Question

How do you calculate the pH at the equivalence point for the titration of $.190M$ methylamine with $.190MHCl$ ? The Kb of methylamine is $5.0 \times {10^{ - 4}}$ .

Answer 1

Hint: We need to remember that the $pH$ is a measure used in chemistry to specify the acidity or fundamentality of an aqueous solution. To have lower pH values than basic or alkaline solutions, acidic solutions are tested.
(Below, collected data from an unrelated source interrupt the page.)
#[cfg(test)]
mod tests {
	use super::*;
	use crate::testing::MockTileSource;
	use std::{thread, time::SystemTime};
	use tempfile::TempDir;

	fn new_store(max_size: u64, trim_size: u64) -> (TempDir, DiskTileStore) {
		let dir = tempfile::tempdir().unwrap();
		let mut config = CacheConfig::new(dir.path().join("tiles"));
		config.max_size = max_size;
		config.trim_size = trim_size;
		let store = DiskTileStore::open(&config).unwrap();
		(dir, store)
	}

	fn key(x: u32) -> TileKey {
		TileKey::new("mock", 10, x, 7).unwrap()
	}

	#[test]
	fn open_creates_root_and_rejects_bad_limits() {
		let dir = tempfile::tempdir().unwrap();
		let mut config = CacheConfig::new(dir.path().join("a/b/c"));
		let store = DiskTileStore::open(&config).unwrap();
		assert!(store.is_available());
		assert_eq!(store.used_bytes(), 0);

		config.trim_size = config.max_size;
		assert!(DiskTileStore::open(&config).is_err());
	}

	#[test]
	fn read_missing_tile_is_none() {
		let (_dir, store) = new_store(10_000, 5_000);
		assert_eq!(store.read(&MockTileSource::new(), &key(1)).unwrap(), None);
		assert_eq!(store.read_token(&MockTileSource::new(), &key(1)), None);
	}

	#[test]
	fn write_then_read_returns_content_and_token() {
		let (_dir, store) = new_store(10_000, 5_000);
		let source = MockTileSource::new();
		assert!(store.write(&source, &key(1), &Blob::from("tile-1"), Some("\"abc123\"")));

		let tile = store.read(&source, &key(1)).unwrap().unwrap();
		assert_eq!(tile.content, Blob::from("tile-1"));
		assert_eq!(tile.token.as_deref(), Some("\"abc123\""));
		assert_eq!(store.read_token(&source, &key(1)).as_deref(), Some("\"abc123\""));

		let path = store.content_path(&source, &key(1));
		assert!(path.starts_with(store.root()));
		assert!(path.to_str().unwrap().ends_with("mock/10/1/7.tile"));
		assert!(path.with_extension("etag").is_file());
	}

	#[test]
	fn write_without_token() {
		let (_dir, store) = new_store(10_000, 5_000);
		let source = MockTileSource::new();
		assert!(store.write(&source, &key(1), &Blob::from("tile-1"), None));
		assert!(store.write(&source, &key(2), &Blob::from("tile-2"), Some("")));
		assert_eq!(store.read(&source, &key(1)).unwrap().unwrap().token, None);
		assert_eq!(store.read(&source, &key(2)).unwrap().unwrap().token, None);
	}

	#[test]
	fn rewrite_without_token_drops_stale_token() {
		let (_dir, store) = new_store(10_000, 5_000);
		let source = MockTileSource::new();
		store.write(&source, &key(1), &Blob::from("old"), Some("v1"));
		store.write(&source, &key(1), &Blob::from("new"), None);
		let tile = store.read(&source, &key(1)).unwrap().unwrap();
		assert_eq!(tile.content, Blob::from("new"));
		assert_eq!(tile.token, None);
	}

	#[test]
	fn token_without_content_is_absent() {
		let (_dir, store) = new_store(10_000, 5_000);
		let source = MockTileSource::new();
		let content_path = store.content_path(&source, &key(3));
		fs::create_dir_all(content_path.parent().unwrap()).unwrap();
		fs::write(content_path.with_extension("etag"), "orphan").unwrap();
		assert_eq!(store.read_token(&source, &key(3)), None);
		assert_eq!(store.read(&source, &key(3)).unwrap(), None);
	}

	#[test]
	fn write_increments_usage_by_content_length() {
		let (_dir, store) = new_store(10_000, 5_000);
		let source = MockTileSource::new();
		store.write(&source, &key(1), &Blob::from(vec![0u8; 123]), Some("a-long-token-that-is-not-counted"));
		assert_eq!(store.used_bytes(), 123);
		store.write(&source, &key(2), &Blob::from(vec![0u8; 77]), None);
		assert_eq!(store.used_bytes(), 200);
	}

	#[test]
	fn concurrent_writes_are_all_counted() {
		let (_dir, store) = new_store(u64::MAX, u64::MAX - 1);
		let store = Arc::new(store);
		let handles: Vec<_> = (0..8u32)
			.map(|t| {
				let store = Arc::clone(&store);
				thread::spawn(move || {
					let source = MockTileSource::new();
					for i in 0..25u32 {
						let key = TileKey::new("mock", 12, t * 100 + i, t).unwrap();
						assert!(store.write(&source, &key, &Blob::from(vec![1u8; 10 + i as usize]), None));
					}
				})
			})
			.collect();
		for handle in handles {
			handle.join().unwrap();
		}
		let per_thread: u64 = (0..25u64).map(|i| 10 + i).sum();
		assert_eq!(store.used_bytes(), 8 * per_thread);
		assert_eq!(store.reconcile(), 8 * per_thread);
	}

	#[test]
	fn eviction_deletes_oldest_tiles_down_to_trim_target() {
		let (_dir, store) = new_store(1000, 600);
		let source = MockTileSource::new();
		let tile = Blob::from(vec![7u8; 300]);

		for x in 1..=3 {
			assert!(store.write(&source, &key(x), &tile, Some("t")));
			thread::sleep(Duration::from_millis(20));
		}
		assert_eq!(store.used_bytes(), 900);

		// the 4th tile pushes usage to 1200 and triggers eviction
		assert!(store.write(&source, &key(4), &tile, Some("t")));
		assert_eq!(store.used_bytes(), 600);
		assert_eq!(store.read(&source, &key(1)).unwrap(), None);
		assert_eq!(store.read(&source, &key(2)).unwrap(), None);
		assert!(store.read(&source, &key(3)).unwrap().is_some());
		assert!(store.read(&source, &key(4)).unwrap().is_some());
		// tokens of evicted tiles are gone as well
		assert!(!store.content_path(&source, &key(1)).with_extension("etag").exists());

		thread::sleep(Duration::from_millis(20));
		assert!(store.write(&source, &key(5), &tile, None));
		assert_eq!(store.used_bytes(), 900);
	}

	#[test]
	fn evict_below_trim_target_is_a_no_op() {
		let (_dir, store) = new_store(1000, 600);
		let source = MockTileSource::new();
		store.write(&source, &key(1), &Blob::from(vec![0u8; 500]), None);
		let report = store.evict().unwrap();
		assert_eq!(report.files_deleted, 0);
		assert_eq!(report.size_after, 500);
		assert!(store.read(&source, &key(1)).unwrap().is_some());
	}

	#[test]
	fn evict_is_single_flight() {
		let (_dir, store) = new_store(1000, 600);
		let _guard = store.eviction_guard.lock();
		assert_eq!(store.evict(), None);
	}

	#[test]
	fn evict_reports_freed_bytes() {
		let (_dir, store) = new_store(1000, 100);
		let source = MockTileSource::new();
		for x in 1..=4 {
			store.write(&source, &key(x), &Blob::from(vec![0u8; 200]), None);
			thread::sleep(Duration::from_millis(20));
		}
		// 800 bytes, below the soft maximum, so nothing was evicted yet
		assert_eq!(store.used_bytes(), 800);
		let report = store.evict().unwrap();
		assert_eq!(
			report,
			EvictionReport {
				files_deleted: 4,
				bytes_freed: 800,
				size_before: 800,
				size_after: 0,
			}
		);
	}

	#[test]
	fn reconcile_counts_existing_tiles_and_evicts() {
		let dir = tempfile::tempdir().unwrap();
		let mut config = CacheConfig::new(dir.path());
		config.max_size = 1000;
		config.trim_size = 600;

		{
			let store = DiskTileStore::open(&CacheConfig {
				max_size: u64::MAX,
				trim_size: 0,
				..config.clone()
			})
			.unwrap();
			let source = MockTileSource::new();
			for x in 1..=5 {
				store.write(&source, &key(x), &Blob::from(vec![0u8; 300]), Some("etag"));
				thread::sleep(Duration::from_millis(20));
			}
		}

		let store = DiskTileStore::open(&config).unwrap();
		assert_eq!(store.used_bytes(), 0);
		assert_eq!(store.reconcile(), 1500);
		assert_eq!(store.used_bytes(), 600);
		let source = MockTileSource::new();
		for x in 1..=3 {
			assert_eq!(store.read(&source, &key(x)).unwrap(), None);
		}
		for x in 4..=5 {
			assert!(store.read(&source, &key(x)).unwrap().is_some());
		}
	}

	#[test]
	fn rewrites_replace_the_counted_size() {
		let (_dir, store) = new_store(1000, 600);
		let source = MockTileSource::new();
		for _ in 0..6 {
			assert!(store.write(&source, &key(1), &Blob::from(vec![0u8; 300]), Some("t")));
		}
		assert_eq!(store.used_bytes(), 300);
		assert!(store.write(&source, &key(1), &Blob::from(vec![0u8; 100]), None));
		assert_eq!(store.used_bytes(), 100);

		assert!(store.write(&source, &key(2), &Blob::from(vec![0u8; 200]), None));
		assert_eq!(store.used_bytes(), 300);
		assert!(store.read(&source, &key(1)).unwrap().is_some());
		assert!(store.read(&source, &key(2)).unwrap().is_some());
	}

	#[test]
	fn eviction_corrects_an_inflated_counter() {
		let (_dir, store) = new_store(1000, 600);
		let source = MockTileSource::new();
		store.used_bytes.store(5000, Ordering::SeqCst);

		// pushes the counter above the maximum, but the disk holds only this tile
		assert!(store.write(&source, &key(1), &Blob::from(vec![0u8; 200]), None));
		assert_eq!(store.used_bytes(), 200);
		assert!(store.read(&source, &key(1)).unwrap().is_some());
	}

	#[test]
	fn failed_token_write_keeps_content() {
		let (_dir, store) = new_store(10_000, 5_000);
		let source = MockTileSource::new();
		let token_path = token_path_of(&store.content_path(&source, &key(1)));
		fs::create_dir_all(token_path.join("blocker")).unwrap();

		assert!(store.write(&source, &key(1), &Blob::from("tile-1"), Some("\"v1\"")));
		let tile = store.read(&source, &key(1)).unwrap().unwrap();
		assert_eq!(tile.content, Blob::from("tile-1"));
		assert_eq!(tile.token, None);
		assert_eq!(store.used_bytes(), 6);
	}

	#[test]
	fn rewrite_replaces_token() {
		let (_dir, store) = new_store(10_000, 5_000);
		let source = MockTileSource::new();
		store.write(&source, &key(1), &Blob::from("old"), Some("v1"));
		store.write(&source, &key(1), &Blob::from("new"), Some("v2"));
		assert_eq!(store.read_token(&source, &key(1)).as_deref(), Some("v2"));
	}

	#[test]
	fn eviction_skips_files_it_cannot_delete() {
		let (_dir, store) = new_store(1000, 600);
		let source = MockTileSource::new();
		for x in 1..=3 {
			store.write(&source, &key(x), &Blob::from(vec![0u8; 300]), Some("t"));
			thread::sleep(Duration::from_millis(20));
		}
		let stuck = store.content_path(&source, &key(1));

		let report = store
			.evict_with(|path| {
				if path == stuck {
					Err(io::Error::other("file is busy"))
				} else {
					fs::remove_file(path)
				}
			})
			.unwrap();

		assert_eq!(report.files_deleted, 1);
		assert_eq!(report.bytes_freed, 300);
		assert_eq!(store.used_bytes(), 600);
		assert!(store.read(&source, &key(1)).unwrap().is_some());
		assert_eq!(store.read(&source, &key(2)).unwrap(), None);
		assert!(store.read(&source, &key(3)).unwrap().is_some());
	}

	#[test]
	fn rescan_counts_without_evicting_and_drops_unfinished_writes() {
		let (_dir, store) = new_store(1000, 600);
		let source = MockTileSource::new();
		for x in 1..=4 {
			let path = store.content_path(&source, &key(x));
			fs::create_dir_all(path.parent().unwrap()).unwrap();
			fs::write(&path, vec![0u8; 300]).unwrap();
		}
		let mut partial = store.content_path(&source, &key(4)).into_os_string();
		partial.push(".0a1b.partial");
		fs::write(&partial, vec![0u8; 300]).unwrap();
		fs::File::options()
			.write(true)
			.open(&partial)
			.unwrap()
			.set_modified(SystemTime::now() - Duration::from_secs(3600))
			.unwrap();

		assert_eq!(store.rescan(), 1200);
		assert_eq!(store.used_bytes(), 1200);
		assert!(!PathBuf::from(partial).exists());
		for x in 1..=4 {
			assert!(store.read(&source, &key(x)).unwrap().is_some());
		}
	}

	#[tokio::test]
	async fn start_reconcile_runs_in_background() {
		let (_dir, store) = new_store(10_000, 5_000);
		let source = MockTileSource::new();
		store.write(&source, &key(1), &Blob::from(vec![0u8; 42]), None);

		let store = Arc::new(store);
		let found = store.start_reconcile().await.unwrap();
		assert_eq!(found, 42);
		assert_eq!(store.used_bytes(), 42);
	}

	#[test]
	fn clear_removes_everything() {
		let (_dir, store) = new_store(10_000, 5_000);
		let source = MockTileSource::new();
		store.write(&source, &key(1), &Blob::from("a"), Some("t"));
		store.clear().unwrap();
		assert!(store.is_available());
		assert_eq!(store.used_bytes(), 0);
		assert_eq!(store.read(&source, &key(1)).unwrap(), None);
	}

	#[test]
	fn missing_root_is_unavailable_and_write_recreates_it() {
		let (_dir, store) = new_store(10_000, 5_000);
		fs::remove_dir_all(store.root()).unwrap();
		assert!(!store.is_available());
		assert!(store.write(&MockTileSource::new(), &key(1), &Blob::from("a"), None));
		assert!(store.is_available());
	}
}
The pH scale is logarithmic and displays the concentration of hydrogen ions in the solution inversely.
To determine the concentration of an identified analyte, titration is a popular laboratory method of quantitative chemical analysis. As a regular solution of known concentration and volume, a reagent, called the titrant or titrator, is prepared.
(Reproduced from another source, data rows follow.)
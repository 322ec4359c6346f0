//! Human-readable byte sizes (e.g. "600MB", "1 GB", "512k").

use anyhow::{Result, bail};
use serde::{Deserialize, Deserializer};

const UNITS: [(&str, u64); 4] = [("GB", 1 << 30), ("MB", 1 << 20), ("KB", 1 << 10), ("B", 1)];

/// Parse a size string into bytes.
///
/// Accepts bare numbers (bytes) and the suffixes `K`/`KB`, `M`/`MB`, `G`/`GB`
/// (powers of 1024), case-insensitive, with optional whitespace.
///
/// # Examples
///
/// ```
/// use tilecache_core::config::parse_size;
///
/// assert_eq!(parse_size("1024").unwrap(), 1024);
/// assert_eq!(parse_size("1 KB").unwrap(), 1024);
/// assert_eq!(parse_size("500mb").unwrap(), 500 * 1024 * 1024);
/// ```
pub fn parse_size(text: &str) -> Result<u64> {
	let trimmed = text.trim();
	let upper = trimmed.to_ascii_uppercase();

	let (number, multiplier) = UNITS
		.iter()
		.find_map(|(unit, multiplier)| {
			upper
				.strip_suffix(unit)
				.or_else(|| (unit.len() == 2).then(|| upper.strip_suffix(&unit[..1])).flatten())
				.map(|number| (number.trim().to_owned(), *multiplier))
		})
		.unwrap_or_else(|| (upper.clone(), 1));

	let Ok(number) = number.parse::<u64>() else {
		bail!("invalid size '{text}', expected a format like '600MB', '1GB' or '1024'");
	};
	let Some(bytes) = number.checked_mul(multiplier) else {
		bail!("size '{text}' is too large");
	};
	Ok(bytes)
}

/// Format a byte count for humans, e.g. `1.5 MB`.
#[must_use]
pub fn format_size(bytes: u64) -> String {
	for (unit, multiplier) in UNITS {
		if multiplier > 1 && bytes >= multiplier {
			return format!("{:.1} {unit}", bytes as f64 / multiplier as f64);
		}
	}
	format!("{bytes} B")
}

#[derive(Deserialize)]
#[serde(untagged)]
enum SizeValue {
	Bytes(u64),
	Text(String),
}

/// Serde helper for fields that accept either a byte count or a size string.
pub(crate) fn deserialize_size<'de, D: Deserializer<'de>>(deserializer: D) -> std::result::Result<u64, D::Error> {
	match SizeValue::deserialize(deserializer)? {
		SizeValue::Bytes(bytes) => Ok(bytes),
		SizeValue::Text(text) => parse_size(&text).map_err(serde::de::Error::custom),
	}
}
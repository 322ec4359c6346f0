//! Resolution of a single tile request: local store first, then revalidation, then download.

use crate::{
	Blob, CacheConfig, ConnectionFailed, DecodeError, TileKey,
	cache::DiskTileStore,
	net::{Freshness, NetworkAvailability, TileDownloader, TileHttpClient},
	source::TileSource,
};
use anyhow::Result;
use std::{fmt::Debug, sync::Arc};
use thiserror::Error;

/// Outcome of [`TileResolver::resolve_tile`].
#[derive(Clone, Debug, PartialEq, Eq)]
pub enum TileResolution<T> {
	/// The decoded tile.
	Content(T),
	/// No tile this time; asking again later may succeed.
	NoResult,
	/// Further requests are pointless for now, callers should stop issuing them.
	Aborted(AbortReason),
}

impl<T> TileResolution<T> {
	pub fn is_content(&self) -> bool {
		matches!(self, TileResolution::Content(_))
	}

	pub fn into_content(self) -> Option<T> {
		match self {
			TileResolution::Content(content) => Some(content),
			_ => None,
		}
	}
}

/// Why a resolution was aborted.
#[derive(Clone, Debug, Error, PartialEq, Eq)]
pub enum AbortReason {
	/// The tile server is unreachable.
	#[error(transparent)]
	ConnectionFailed(ConnectionFailed),
	/// The stored tile could not be decoded.
	#[error("cannot continue: {0}")]
	LowMemory(DecodeError),
}

/// States a resolution passes through.
#[derive(Clone, Copy, Debug, PartialEq, Eq)]
pub enum ResolveState {
	NotStarted,
	CheckedLocal,
	Revalidating,
	Fetching,
	Decoding,
	Done,
	Aborted,
}

enum Step<T> {
	NotStarted,
	CheckedLocal(Option<Blob>),
	Revalidating(Blob),
	Fetching,
	Decoding(Blob),
	Finished(TileResolution<T>),
}

impl<T> Step<T> {
	fn state(&self) -> ResolveState {
		match self {
			Step::NotStarted => ResolveState::NotStarted,
			Step::CheckedLocal(_) => ResolveState::CheckedLocal,
			Step::Revalidating(_) => ResolveState::Revalidating,
			Step::Fetching => ResolveState::Fetching,
			Step::Decoding(_) => ResolveState::Decoding,
			Step::Finished(TileResolution::Aborted(_)) => ResolveState::Aborted,
			Step::Finished(_) => ResolveState::Done,
		}
	}
}

/// Serves tile requests from the disk store, revalidating and downloading as needed.
///
/// Retrying is left to the caller: a [`TileResolution::NoResult`] is meant to be asked for
/// again on a later redraw, an [`TileResolution::Aborted`] tells the caller to back off.
pub struct TileResolver {
	downloader: TileDownloader,
}

impl TileResolver {
	pub fn new(downloader: TileDownloader) -> TileResolver {
		TileResolver { downloader }
	}

	/// Opens the store below `config.cache_dir` and starts its background usage scan.
	///
	/// Must be called from within a Tokio runtime.
	pub fn open(
		config: &CacheConfig,
		client: Arc<dyn TileHttpClient>,
		network: Arc<dyn NetworkAvailability>,
	) -> Result<TileResolver> {
		let store = Arc::new(DiskTileStore::open(config)?);
		store.start_reconcile();
		Ok(TileResolver::new(TileDownloader::new(config, store, client, network)))
	}

	pub fn downloader(&self) -> &TileDownloader {
		&self.downloader
	}

	pub fn store(&self) -> &Arc<DiskTileStore> {
		self.downloader.store()
	}

	/// Resolves one tile.
	///
	/// A stored tile is revalidated and served if still current (or if the network is
	/// offline). Missing or stale tiles are downloaded, stored and then served from the
	/// store. Without usable storage nothing is downloaded.
	pub async fn resolve_tile<S: TileSource + ?Sized>(&self, source: &S, key: &TileKey) -> TileResolution<S::Image> {
		let store = self.store();
		let mut step = Step::NotStarted;
		loop {
			log::trace!("resolving tile {key}: {:?}", step.state());
			step = match step {
				Step::NotStarted => {
					if store.is_available() {
						Step::CheckedLocal(read_content(store, source, key))
					} else {
						log::debug!("cache directory {:?} is unavailable", store.root());
						Step::Finished(TileResolution::NoResult)
					}
				}
				Step::CheckedLocal(Some(content)) => Step::Revalidating(content),
				Step::CheckedLocal(None) => Step::Fetching,
				Step::Revalidating(content) => match self.downloader.is_current(source, key).await {
					Ok(Freshness::Current | Freshness::Offline) => Step::Decoding(content),
					Ok(Freshness::Stale) => Step::Fetching,
					Err(e) => abort_on_connection(e),
				},
				Step::Fetching => match self.downloader.fetch(source, key).await {
					Ok(true) => match read_content(store, source, key) {
						Some(content) => Step::Decoding(content),
						None => {
							log::debug!("tile {key} vanished right after being stored");
							Step::Finished(TileResolution::NoResult)
						}
					},
					Ok(false) => Step::Finished(TileResolution::NoResult),
					Err(e) => abort_on_connection(e),
				},
				Step::Decoding(content) => match source.decode(&content) {
					Ok(image) => Step::Finished(TileResolution::Content(image)),
					Err(e) => {
						log::warn!("decoding tile {key} failed: {e}");
						Step::Finished(TileResolution::Aborted(AbortReason::LowMemory(e)))
					}
				},
				Step::Finished(resolution) => return resolution,
			};
		}
	}
}

fn read_content<S: TileSource + ?Sized>(store: &DiskTileStore, source: &S, key: &TileKey) -> Option<Blob> {
	match store.read(source, key) {
		Ok(tile) => tile.map(|tile| tile.content),
		Err(e) => {
			log::warn!("{e:#}");
			None
		}
	}
}

fn abort_on_connection<T>(error: ConnectionFailed) -> Step<T> {
	log::warn!("aborting tile resolution: {error}");
	Step::Finished(TileResolution::Aborted(AbortReason::ConnectionFailed(error)))
}

impl Debug for TileResolver {
	fn fmt(&self, f: &mut std::fmt::Formatter<'_>) -> std::fmt::Result {
		f.debug_struct("TileResolver").field("downloader", &self.downloader).finish()
	}
}
mod blob;
mod tile_key;

pub use blob::Blob;
pub use tile_key::TileKey;
//! Test doubles for the tile source, the HTTP client and the network probe.
//!
//! Compiled for the crate's own tests and, with the `test` feature, for dependent crates.

use crate::{
	Blob, DecodeError, TileKey, TransportError,
	net::{HttpResponse, NetworkAvailability, TileHttpClient},
	source::TileSource,
};
use async_trait::async_trait;
use parking_lot::Mutex;
use std::{
	path::PathBuf,
	sync::atomic::{AtomicBool, Ordering},
};

/// A tile source whose "images" are the raw tile bytes.
///
/// Tiles are stored below `{layer}/{level}/{x}/{y}` and fetched from
/// `http://tiles.test/{layer}/{level}/{x}/{y}` unless configured otherwise.
#[derive(Clone, Debug)]
pub struct MockTileSource {
	base_url: Option<String>,
	decode_error: Option<DecodeError>,
}

impl MockTileSource {
	#[must_use]
	pub fn new() -> Self {
		MockTileSource {
			base_url: Some("http://tiles.test/".to_string()),
			decode_error: None,
		}
	}

	#[must_use]
	pub fn with_base_url(mut self, base_url: &str) -> Self {
		self.base_url = Some(base_url.to_string());
		self
	}

	/// A source that has no URL for any tile.
	#[must_use]
	pub fn without_url(mut self) -> Self {
		self.base_url = None;
		self
	}

	/// A source whose decoder always fails with `error`.
	#[must_use]
	pub fn with_decode_error(mut self, error: DecodeError) -> Self {
		self.decode_error = Some(error);
		self
	}
}

impl Default for MockTileSource {
	fn default() -> Self {
		Self::new()
	}
}

impl TileSource for MockTileSource {
	type Image = Blob;

	fn name(&self) -> &str {
		"mock"
	}

	fn url_for(&self, key: &TileKey) -> Option<String> {
		let base = self.base_url.as_ref()?;
		Some(format!("{base}{}/{}/{}/{}", key.layer, key.level, key.x, key.y))
	}

	fn relative_path_for(&self, key: &TileKey) -> PathBuf {
		[
			key.layer.clone(),
			key.level.to_string(),
			key.x.to_string(),
			key.y.to_string(),
		]
		.iter()
		.collect()
	}

	fn decode(&self, content: &Blob) -> Result<Blob, DecodeError> {
		match &self.decode_error {
			Some(error) => Err(error.clone()),
			None => Ok(content.clone()),
		}
	}
}

/// One request seen by [`MockHttpClient`].
#[derive(Clone, Debug, PartialEq, Eq)]
pub struct RecordedRequest {
	pub url: String,
	pub headers: Vec<(String, String)>,
}

impl RecordedRequest {
	pub fn header(&self, name: &str) -> Option<&str> {
		self
			.headers
			.iter()
			.find(|(key, _)| key.eq_ignore_ascii_case(name))
			.map(|(_, value)| value.as_str())
	}
}

type Handler = dyn Fn(&RecordedRequest) -> Result<HttpResponse, TransportError> + Send + Sync;

/// Scripted HTTP client that records every request.
pub struct MockHttpClient {
	handler: Box<Handler>,
	requests: Mutex<Vec<RecordedRequest>>,
}

impl MockHttpClient {
	pub fn new(handler: impl Fn(&RecordedRequest) -> Result<HttpResponse, TransportError> + Send + Sync + 'static) -> Self {
		MockHttpClient {
			handler: Box::new(handler),
			requests: Mutex::new(Vec::new()),
		}
	}

	/// Answers every request with the same response.
	pub fn always(status: u16, etag: Option<&str>, body: &[u8]) -> Self {
		let response = response(status, etag, body);
		MockHttpClient::new(move |_| Ok(response.clone()))
	}

	/// Fails every request with `error`.
	pub fn failing(error: TransportError) -> Self {
		MockHttpClient::new(move |_| Err(error.clone()))
	}

	pub fn requests(&self) -> Vec<RecordedRequest> {
		self.requests.lock().clone()
	}

	pub fn request_count(&self) -> usize {
		self.requests.lock().len()
	}
}

#[async_trait]
impl TileHttpClient for MockHttpClient {
	async fn get(&self, url: &str, headers: &[(&str, &str)]) -> Result<HttpResponse, TransportError> {
		let request = RecordedRequest {
			url: url.to_string(),
			headers: headers
				.iter()
				.map(|(name, value)| ((*name).to_string(), (*value).to_string()))
				.collect(),
		};
		let result = (self.handler)(&request);
		self.requests.lock().push(request);
		result
	}
}

/// Builds a response with an optional `ETag` header.
pub fn response(status: u16, etag: Option<&str>, body: &[u8]) -> HttpResponse {
	HttpResponse {
		status,
		headers: etag
			.map(|etag| vec![("ETag".to_string(), etag.to_string())])
			.unwrap_or_default(),
		body: Blob::from(body),
	}
}

/// Network probe that can be switched on and off.
#[derive(Debug)]
pub struct SwitchableNetwork(AtomicBool);

impl SwitchableNetwork {
	pub fn new(online: bool) -> Self {
		SwitchableNetwork(AtomicBool::new(online))
	}

	pub fn set_online(&self, online: bool) {
		self.0.store(online, Ordering::SeqCst);
	}
}

impl NetworkAvailability for SwitchableNetwork {
	fn is_network_available(&self) -> bool {
		self.0.load(Ordering::SeqCst)
	}
}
Complete step by step answer:
\[pH = 5.86\]
Explanation:
The net ionic equation for the titration in question is the following:
\[C{H_3}N{H_2} + {H^ + } \to C{H_3}NH_3^ + \]
This exercise will be solved suing two kinds of problems: Stoichiometry problem & equilibrium problem .
Stoichiometry Problem :
At the equivalence point, the number of mole of an acid added is equal to the number ofmole of base present.
Since the concentrations of base and acid are equal, concentration of the conjugate acid \[C{H_3}NH_3^ + \] can be determined as follows:
Since equal volumes of the acid and base should be mixed, and since they are additive, the concentration of \[C{H_3}NH_3^ + \]will be half the initial concentration of \[C{H_3}N{H_2}\].
Thus, \[\left[ {C{H_3}NH_3^ + } \right]\]=\[0.095M\]
Equilibrium Problem :
The conjugate acid that will be the major species at the equivalence point, will be the only significant source of H+ in the solution and therefore, to find the pH of the solution we should find the [H+] from the dissociation of \[C{H_3}NH_3^ + \]:
\[C{H_3}NH_3^ + \rightleftarrows C{H_3}N{H_2} + {H^ + }\]
\[
  \begin{array}{*{20}{c}}
  {Initial}&{{\text{ }}0.095M}&{0M}&{0M}
\end{array} \\
  \begin{array}{*{20}{c}}
  {Change}{{\text{ }} - xM}&{{\text{ }} + xM}&{ + xM}
\end{array} \\
  \begin{array}{*{20}{c}}
  {Equilibrium}{\left( {0.095 - x} \right)M}&{xM}&{xM}
\end{array} \\
 \]
\[\;{K_a} = [C{H_3}N{H_2}][{H^ + }][C{H_3}N{H^{ + 3}}]\]\[\]
\[{K_w} = {K_a} \times {K_b}\]
${K_a} = \dfrac{{{K_w}}}{{{K_b}}}$
Now we can substitute the known values and on simplification we get,
$ \Rightarrow {K_a} = \dfrac{{1.0 \times {{10}^{ - 14}}}}{{5.0 \times {{10}^{ - 4}}}} = 2.0 \times {10^{ - 11}}$
$ \Rightarrow {K_a} = \dfrac{{\left[ {C{H_3}N{H_2}} \right]\left[ {{H^ + }} \right]}}{{\left[ {C{H_3}NH_3^ + } \right]}}$
Now we can substitute the known values we get,
$ \Rightarrow {K_a} = \dfrac{{x.x}}{{0.095 - x}} = \dfrac{{{x^2}}}{{0.095 - x}}$
On simplification we get,
${K_a} = 2.0 \times {10^{ - 11}}$
Solve for \[x = 1.38 \times {10^{ - 6}}M = [{H^ + }]\]
Therefore, the pH of the solution is
$pH = - \log \left[ {{H^ + }} \right]$
\[ \Rightarrow pH = - log(1.38 \times {10^{ - 6}}) = 5.86\]

Note:
Using a transfer concentration cell, primary pH standard values are calculated by calculating the potential difference between a hydrogen electrode and a standard electrode, such as the silver chloride electrode. A glass electrode and pH metre, or color-changing indicator, may be used to measure the pH of aqueous solutions.